As of MemSQL Toolbox 1.4.4, a check for duplicate hosts is performed before MemSQL is deployed, and will display a message similar to the following if more than one host has the same SSH host key:

✘ Host check failed. host 172.26.212.166 has the same ssh
host keys as 172.16.212.165, toolbox doesn't support
registering the same host twice

Confirm that all specified hosts are indeed different and aren’t using identical SSH host keys. Identical host keys can be present if you have instantiated your host instances from images (AMIs, snapshots, etc.) that contain existing host keys. When a host is cloned, the host key (typically stored in /etc/ssh/ssh_host_<cipher>_key) will also be cloned.

As each cloned host will have the same host key, an SSH client cannot verify that it is connecting to the intended host. The script that deploys MemSQL will interpret a duplicate host key as an attempt to deploy to the same host twice, and the deployment will fail.

The CentOS 7.x steps below demonstrate a potential remedy for the “duplicate hosts” message.

$ sudo root
# ls -al /etc/ssh/
# rm /etc/ssh/<your-ssh-host-keys>
# ssh-keygen -f /etc/ssh/<ssh-host-key-filename> -N '' -t rsa1
# ssh-keygen -f /etc/ssh/<ssh-host-rsa-key-filename> -N '' -t rsa
# ssh-keygen -f /etc/ssh/<ssh-host-dsa-key-filename> -N '' -t dsa

For more information about SSH host keys, including the equivalent steps for Ubuntu-based systems, refer to Avoid Duplicating SSH Host Keys.

As of MemSQL Toolbox 1.5.3, memsql-deploy setup-cluster supports an --allow-duplicate-host-fingerprints option that can be used to ignore duplicate SSH host keys.

Network Configuration

Depending on the host and its function in deployment, some or all of the following port settings should be enabled on hosts in your cluster.

These routing and firewall settings must be configured to:

  • Allow database clients (e.g. your application) to connect to the MemSQL aggregators

  • Allow all nodes in the cluster to talk to each other over the MemSQL protocol (3306)

  • Allow you to connect to management and monitoring tools

Protocol Default Port Direction Description
TCP 22 Inbound and Outbound For host access.

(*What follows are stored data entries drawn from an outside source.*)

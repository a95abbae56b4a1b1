pub mod memory;

pub use memory::MemoryCatalog;

use std::collections::BTreeMap;
use std::fmt;

use crate::models::{Constraints, DatasetKeys};

/// Errors raised by a catalog while answering a metadata query
#[derive(Debug)]
pub enum CatalogError {
    /// Constraint refers to keys the catalog does not know
    InvalidKey(Vec<String>),
    /// Catalog backend cannot be reached
    Unavailable(String),
    /// Any other failure inside the catalog
    Internal(anyhow::Error),
}

impl fmt::Display for CatalogError {
    fn fmt(&self, f: &mut fmt::Formatter<'_>) -> fmt::Result {
        match self {
            CatalogError::InvalidKey(keys) => {
                write!(f, "unrecognized keys in constraint: {}", keys.join(", "))
            }
            CatalogError::Unavailable(msg) => write!(f, "catalog unavailable: {}", msg),
            CatalogError::Internal(err) => write!(f, "{}", err),
        }
    }
}

impl std::error::Error for CatalogError {}

impl From<anyhow::Error> for CatalogError {
    fn from(err: anyhow::Error) -> Self {
        CatalogError::Internal(err)
    }
}

/// Dataset lookup and valid-value resolution behind the metadata endpoints
///
/// `None` constraints mean "unfiltered"; implementations never receive an
/// empty mapping from the handlers.
pub trait Catalog: Send + Sync {
    /// Key combinations of the datasets matching `constraints`, restricted to
    /// the `page`-th window of `limit` entries
    fn datasets(
        &self,
        constraints: Option<&Constraints>,
        page: u32,
        limit: u32,
    ) -> Result<Vec<DatasetKeys>, CatalogError>;

    /// Valid values of every key among datasets matching `constraints`
    fn valid_values(
        &self,
        constraints: Option<&Constraints>,
    ) -> Result<BTreeMap<String, Vec<String>>, CatalogError>;

    /// Verify the catalog is able to answer queries
    fn health_check(&self) -> Result<(), CatalogError> {
        Ok(())
    }
}
//! Request id generation and propagation
//!
//! Every request is tagged with an `x-request-id` header (a random UUID unless
//! the caller already sent one), and the same id is copied onto the response.

use axum::http::{HeaderValue, Request};
use tower_http::request_id::{
    MakeRequestId, PropagateRequestIdLayer, RequestId, SetRequestIdLayer,
};
use uuid::Uuid;

/// Generates UUID v4 request ids
#[derive(Debug, Clone, Copy, Default)]
pub struct MakeUuidRequestId;

impl MakeRequestId for MakeUuidRequestId {
    fn make_request_id<B>(&mut self, _request: &Request<B>) -> Option<RequestId> {
        HeaderValue::from_str(&Uuid::new_v4().to_string())
            .ok()
            .map(RequestId::new)
    }
}

/// Layer assigning an `x-request-id` to requests that lack one
pub fn request_id_layer() -> SetRequestIdLayer<MakeUuidRequestId> {
    SetRequestIdLayer::x_request_id(MakeUuidRequestId)
}

/// Layer copying the request's `x-request-id` onto the response
pub fn request_id_propagation_layer() -> PropagateRequestIdLayer {
    PropagateRequestIdLayer::x_request_id()
}
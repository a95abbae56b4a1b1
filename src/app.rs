use axum::{routing::get, Router};
use tower_http::trace::TraceLayer;
use utoipa::OpenApi;
use utoipa_swagger_ui::SwaggerUi;

use crate::api_doc::ApiDoc;
use crate::handlers::{datasets_handler, health_handler, valid_values_handler};
use crate::request_id::{request_id_layer, request_id_propagation_layer};
use crate::routes;
use crate::state::AppState;

/// Build the application router with all endpoints and middleware
pub fn build_app(state: AppState) -> Router {
    Router::new()
        .route(routes::HEALTH, get(health_handler))
        .route(routes::DATASETS, get(datasets_handler))
        .route(routes::VALID_VALUES, get(valid_values_handler))
        .merge(SwaggerUi::new(routes::SWAGGER_UI).url(routes::OPENAPI_JSON, ApiDoc::openapi()))
        .layer(TraceLayer::new_for_http())
        .layer(request_id_propagation_layer())
        .layer(request_id_layer())
        .with_state(state)
}

#[cfg(test)]
mod tests {
    use crate::test_utils::{get, setup_test_app, RecordingCatalog};
    use axum::{body::Body, http::Request, http::StatusCode};
    use std::sync::Arc;
    use tower::ServiceExt;

    #[tokio::test]
    async fn test_openapi_document_served() {
        let app = setup_test_app(Arc::new(RecordingCatalog::new()));

        let (status, body) = get(app, "/api-docs/openapi.json").await;
        assert_eq!(status, StatusCode::OK);

        let paths = body["paths"].as_object().unwrap();
        assert!(paths.contains_key("/datasets"));
        assert!(paths.contains_key("/valid_values"));
        assert!(paths.contains_key("/health"));
    }

    #[tokio::test]
    async fn test_request_id_generated() {
        let app = setup_test_app(Arc::new(RecordingCatalog::new()));

        let response = app
            .oneshot(
                Request::builder()
                    .method("GET")
                    .uri("/health")
                    .body(Body::empty())
                    .unwrap(),
            )
            .await
            .unwrap();

        assert_eq!(response.status(), StatusCode::OK);
        let request_id = response.headers().get("x-request-id").unwrap();
        assert!(uuid::Uuid::parse_str(request_id.to_str().unwrap()).is_ok());
    }

    #[tokio::test]
    async fn test_request_id_propagated() {
        let app = setup_test_app(Arc::new(RecordingCatalog::new()));

        let response = app
            .oneshot(
                Request::builder()
                    .method("GET")
                    .uri("/datasets?limit=-1")
                    .header("x-request-id", "caller-supplied-id")
                    .body(Body::empty())
                    .unwrap(),
            )
            .await
            .unwrap();

        assert_eq!(response.status(), StatusCode::BAD_REQUEST);
        assert_eq!(
            response.headers()["x-request-id"].to_str().unwrap(),
            "caller-supplied-id"
        );
    }

    #[tokio::test]
    async fn test_unknown_route_is_not_found() {
        let app = setup_test_app(Arc::new(RecordingCatalog::new()));

        let response = app
            .oneshot(
                Request::builder()
                    .method("GET")
                    .uri("/tiles")
                    .body(Body::empty())
                    .unwrap(),
            )
            .await
            .unwrap();

        assert_eq!(response.status(), StatusCode::NOT_FOUND);
    }
}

Required between nodes in MemSQL tool deployment scenarios. Also useful for remote administration and troubleshooting on the main deployment host.
TCP 443 Outbound To get public repo key for package verification. Required for nodes downloading MemSQL APT or YUM packages.
TCP 3306 Inbound and Outbound Default port used by MemSQL. Required on all nodes for intra-cluster communication. Also required on aggregators for client connections.
TCP 8080 Inbound and Outbound Default port for MemSQL Studio. (Only required for the host running Studio.)

The service port values are configurable if the default values cannot be used in your deployment environment. For more information on how to change them, see:

We also highly recommend configuring your firewall to prevent other hosts on the Internet from connecting to MemSQL.